> WORK ITEM: Give back the entries below verbatim.

Records drawn from a dataset:
+++

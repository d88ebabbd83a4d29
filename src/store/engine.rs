//! Prospect Store
//!
//! Owns the contact and saved-report collections under one data directory.
//! Shared between API handlers through `Arc<Store>`.

use crate::report::ReportDefinition;
use crate::store::collection::{Collection, Keyed};
use crate::store::error::StoreResult;
use crate::store::types::Contact;
use std::path::{Path, PathBuf};

/// Configuration for the store
#[derive(Debug, Clone)]
pub struct StoreConfig {
    /// Root directory for all data
    pub data_dir: PathBuf,
}

impl Default for StoreConfig {
    fn default() -> Self {
        Self {
            data_dir: PathBuf::from("prospect_data"),
        }
    }
}

impl StoreConfig {
    pub fn new(data_dir: impl Into<PathBuf>) -> Self {
        Self {
            data_dir: data_dir.into(),
        }
    }

    /// Get path to the contacts file
    pub fn contacts_path(&self) -> PathBuf {
        self.data_dir.join("contacts.json")
    }

    /// Get path to the saved reports file
    pub fn reports_path(&self) -> PathBuf {
        self.data_dir.join("reports.json")
    }
}

impl Keyed for Contact {
    fn key(&self) -> &str {
        &self.id
    }
}

/// The record store
#[derive(Debug)]
pub struct Store {
    config: StoreConfig,
    contacts: Collection<Contact>,
    reports: Collection<ReportDefinition>,
}

impl Store {
    /// Open (or create) a store rooted at `config.data_dir`
    pub async fn open(config: StoreConfig) -> StoreResult<Self> {
        std::fs::create_dir_all(&config.data_dir)?;

        let contacts = Collection::open("contact", config.contacts_path())?;
        let reports = Collection::open("report", config.reports_path())?;

        tracing::info!(
            "Opened store at {:?} ({} contacts, {} reports)",
            config.data_dir,
            contacts.len().await,
            reports.len().await
        );

        Ok(Self {
            config,
            contacts,
            reports,
        })
    }

    pub fn contacts(&self) -> &Collection<Contact> {
        &self.contacts
    }

    pub fn reports(&self) -> &Collection<ReportDefinition> {
        &self.reports
    }

    /// Get the data directory path
    pub fn data_dir(&self) -> &Path {
        &self.config.data_dir
    }

    /// Get store statistics
    pub async fn stats(&self) -> StoreStats {
        let storage_size_bytes = [self.contacts.path(), self.reports.path()]
            .iter()
            .filter_map(|p| std::fs::metadata(p).ok())
            .map(|m| m.len())
            .sum();

        StoreStats {
            contact_count: self.contacts.len().await,
            report_count: self.reports.len().await,
            storage_size_bytes,
        }
    }
}

/// Store statistics
#[derive(Debug, Clone)]
pub struct StoreStats {
    pub contact_count: usize,
    pub report_count: usize,
    pub storage_size_bytes: u64,
}

impl std::fmt::Display for StoreStats {
    fn fmt(&self, f: &mut std::fmt::Formatter<'_>) -> std::fmt::Result {
        write!(
            f,
            "Contacts: {}, Reports: {}, Size: {:.2} KB",
            self.contact_count,
            self.report_count,
            self.storage_size_bytes as f64 / 1024.0
        )
    }
}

+++

> FINISHED TASK:
repository d88ebabbd83a4d29
filename src/store/engine.rs
//! Prospect Store
//!
//! Owns the contact and saved-report collections under one data directory.
//! Shared between API handlers through `Arc<Store>`.

use crate::report::ReportDefinition;
use crate::store::collection::{Collection, Keyed};
use crate::store::error::StoreResult;
use crate::store::types::Contact;
use std::path::{Path, PathBuf};

/// Configuration for the store
#[derive(Debug, Clone)]
pub struct StoreConfig {
    /// Root directory for all data
    pub data_dir: PathBuf,
}

impl Default for StoreConfig {
    fn default() -> Self {
        Self {
            data_dir: PathBuf::from("prospect_data"),
        }
    }
}

impl StoreConfig {
    pub fn new(data_dir: impl Into<PathBuf>) -> Self {
        Self {
            data_dir: data_dir.into(),
        }
    }

    /// Get path to the contacts file
    pub fn contacts_path(&self) -> PathBuf {
        self.data_dir.join("contacts.json")
    }

    /// Get path to the saved reports file
    pub fn reports_path(&self) -> PathBuf {
        self.data_dir.join("reports.json")
    }
}

impl Keyed for Contact {
    fn key(&self) -> &str {
        &self.id
    }
}

/// The record store
#[derive(Debug)]
pub struct Store {
    config: StoreConfig,
    contacts: Collection<Contact>,
    reports: Collection<ReportDefinition>,
}

impl Store {
    /// Open (or create) a store rooted at `config.data_dir`
    pub async fn open(config: StoreConfig) -> StoreResult<Self> {
        std::fs::create_dir_all(&config.data_dir)?;

        let contacts = Collection::open("contact", config.contacts_path())?;
        let reports = Collection::open("report", config.reports_path())?;

        tracing::info!(
            "Opened store at {:?} ({} contacts, {} reports)",
            config.data_dir,
            contacts.len().await,
            reports.len().await
        );

        Ok(Self {
            config,
            contacts,
            reports,
        })
    }

    pub fn contacts(&self) -> &Collection<Contact> {
        &self.contacts
    }

    pub fn reports(&self) -> &Collection<ReportDefinition> {
        &self.reports
    }

    /// Get the data directory path
    pub fn data_dir(&self) -> &Path {
        &self.config.data_dir
    }

    /// Get store statistics
    pub async fn stats(&self) -> StoreStats {
        let storage_size_bytes = [self.contacts.path(), self.reports.path()]
            .iter()
            .filter_map(|p| std::fs::metadata(p).ok())
            .map(|m| m.len())
            .sum();

        StoreStats {
            contact_count: self.contacts.len().await,
            report_count: self.reports.len().await,
            storage_size_bytes,
        }
    }
}

/// Store statistics
#[derive(Debug, Clone)]
pub struct StoreStats {
    pub contact_count: usize,
    pub report_count: usize,
    pub storage_size_bytes: u64,
}

impl std::fmt::Display for StoreStats {
    fn fmt(&self, f: &mut std::fmt::Formatter<'_>) -> std::fmt::Result {
        write!(
            f,
            "Contacts: {}, Reports: {}, Size: {:.2} KB",
            self.contact_count,
            self.report_count,
            self.storage_size_bytes as f64 / 1024.0
        )
    }
}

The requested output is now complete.